__TASK STATEMENT__.
All entries below must be given again exactly as they stand.

__DATA PROVIDED__.
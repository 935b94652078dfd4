//! Audio playback handle for the single workspace music channel.
//!
//! Playback start is best effort: browsers may reject `play()` under autoplay
//! policy, so the request settles through a callback instead of returning a
//! result. Callers fold a `false` settle into their own "paused" state.

use std::rc::Rc;

/// Control surface over the one logical audio channel owned by the music panel.
pub trait AudioHandle {
    /// Requests playback start and reports whether it actually began.
    fn request_play(&self, on_settled: Box<dyn FnOnce(bool)>);
    /// Pauses playback. No-op when nothing is playing.
    fn pause(&self);
    /// Mutes or unmutes the channel.
    fn set_muted(&self, muted: bool);
    /// Enables or disables looping.
    fn set_looping(&self, looping: bool);
}

/// Returns the audio handle for the current target.
pub fn audio_handle(element_id: &'static str) -> Rc<dyn AudioHandle> {
    #[cfg(target_arch = "wasm32")]
    {
        Rc::new(web::MediaElementAudio { element_id })
    }

    #[cfg(not(target_arch = "wasm32"))]
    {
        Rc::new(NullAudio { element_id })
    }
}

#[cfg(not(target_arch = "wasm32"))]
struct NullAudio {
    #[allow(dead_code)]
    element_id: &'static str,
}

#[cfg(not(target_arch = "wasm32"))]
impl AudioHandle for NullAudio {
    fn request_play(&self, on_settled: Box<dyn FnOnce(bool)>) {
        // No audio device off-browser; settle as if autoplay was blocked.
        on_settled(false);
    }

    fn pause(&self) {}

    fn set_muted(&self, _muted: bool) {}

    fn set_looping(&self, _looping: bool) {}
}

#[cfg(target_arch = "wasm32")]
mod web {
    use super::AudioHandle;
    use wasm_bindgen::JsCast;
    use wasm_bindgen_futures::JsFuture;

    pub(super) struct MediaElementAudio {
        pub(super) element_id: &'static str,
    }

    impl MediaElementAudio {
        fn element(&self) -> Option<web_sys::HtmlMediaElement> {
            let document = web_sys::window()?.document()?;
            let element = document.get_element_by_id(self.element_id)?;
            element.dyn_into::<web_sys::HtmlMediaElement>().ok()
        }
    }

    impl AudioHandle for MediaElementAudio {
        fn request_play(&self, on_settled: Box<dyn FnOnce(bool)>) {
            let Some(element) = self.element() else {
                on_settled(false);
                return;
            };
            match element.play() {
                Ok(promise) => {
                    wasm_bindgen_futures::spawn_local(async move {
                        let started = JsFuture::from(promise).await.is_ok();
                        on_settled(started);
                    });
                }
                Err(_) => on_settled(false),
            }
        }

        fn pause(&self) {
            if let Some(element) = self.element() {
                let _ = element.pause();
            }
        }

        fn set_muted(&self, muted: bool) {
            if let Some(element) = self.element() {
                element.set_muted(muted);
            }
        }

        fn set_looping(&self, looping: bool) {
            if let Some(element) = self.element() {
                element.set_loop(looping);
            }
        }
    }
}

__RESULT BELOW__.
repository 935b94652078dfd4
//! Audio playback handle for the single workspace music channel.
//!
//! Playback start is best effort: browsers may reject `play()` under autoplay
//! policy, so the request settles through a callback instead of returning a
//! result. Callers fold a `false` settle into their own "paused" state.

use std::rc::Rc;

/// Control surface over the one logical audio channel owned by the music panel.
pub trait AudioHandle {
    /// Requests playback start and reports whether it actually began.
    fn request_play(&self, on_settled: Box<dyn FnOnce(bool)>);
    /// Pauses playback. No-op when nothing is playing.
    fn pause(&self);
    /// Mutes or unmutes the channel.
    fn set_muted(&self, muted: bool);
    /// Enables or disables looping.
    fn set_looping(&self, looping: bool);
}

/// Returns the audio handle for the current target.
pub fn audio_handle(element_id: &'static str) -> Rc<dyn AudioHandle> {
    #[cfg(target_arch = "wasm32")]
    {
        Rc::new(web::MediaElementAudio { element_id })
    }

    #[cfg(not(target_arch = "wasm32"))]
    {
        Rc::new(NullAudio { element_id })
    }
}

#[cfg(not(target_arch = "wasm32"))]
struct NullAudio {
    #[allow(dead_code)]
    element_id: &'static str,
}

#[cfg(not(target_arch = "wasm32"))]
impl AudioHandle for NullAudio {
    fn request_play(&self, on_settled: Box<dyn FnOnce(bool)>) {
        // No audio device off-browser; settle as if autoplay was blocked.
        on_settled(false);
    }

    fn pause(&self) {}

    fn set_muted(&self, _muted: bool) {}

    fn set_looping(&self, _looping: bool) {}
}

#[cfg(target_arch = "wasm32")]
mod web {
    use super::AudioHandle;
    use wasm_bindgen::JsCast;
    use wasm_bindgen_futures::JsFuture;

    pub(super) struct MediaElementAudio {
        pub(super) element_id: &'static str,
    }

    impl MediaElementAudio {
        fn element(&self) -> Option<web_sys::HtmlMediaElement> {
            let document = web_sys::window()?.document()?;
            let element = document.get_element_by_id(self.element_id)?;
            element.dyn_into::<web_sys::HtmlMediaElement>().ok()
        }
    }

    impl AudioHandle for MediaElementAudio {
        fn request_play(&self, on_settled: Box<dyn FnOnce(bool)>) {
            let Some(element) = self.element() else {
                on_settled(false);
                return;
            };
            match element.play() {
                Ok(promise) => {
                    wasm_bindgen_futures::spawn_local(async move {
                        let started = JsFuture::from(promise).await.is_ok();
                        on_settled(started);
                    });
                }
                Err(_) => on_settled(false),
            }
        }

        fn pause(&self) {
            if let Some(element) = self.element() {
                let _ = element.pause();
            }
        }

        fn set_muted(&self, muted: bool) {
            if let Some(element) = self.element() {
                element.set_muted(muted);
            }
        }

        fn set_looping(&self, looping: bool) {
            if let Some(element) = self.element() {
                element.set_loop(looping);
            }
        }
    }
}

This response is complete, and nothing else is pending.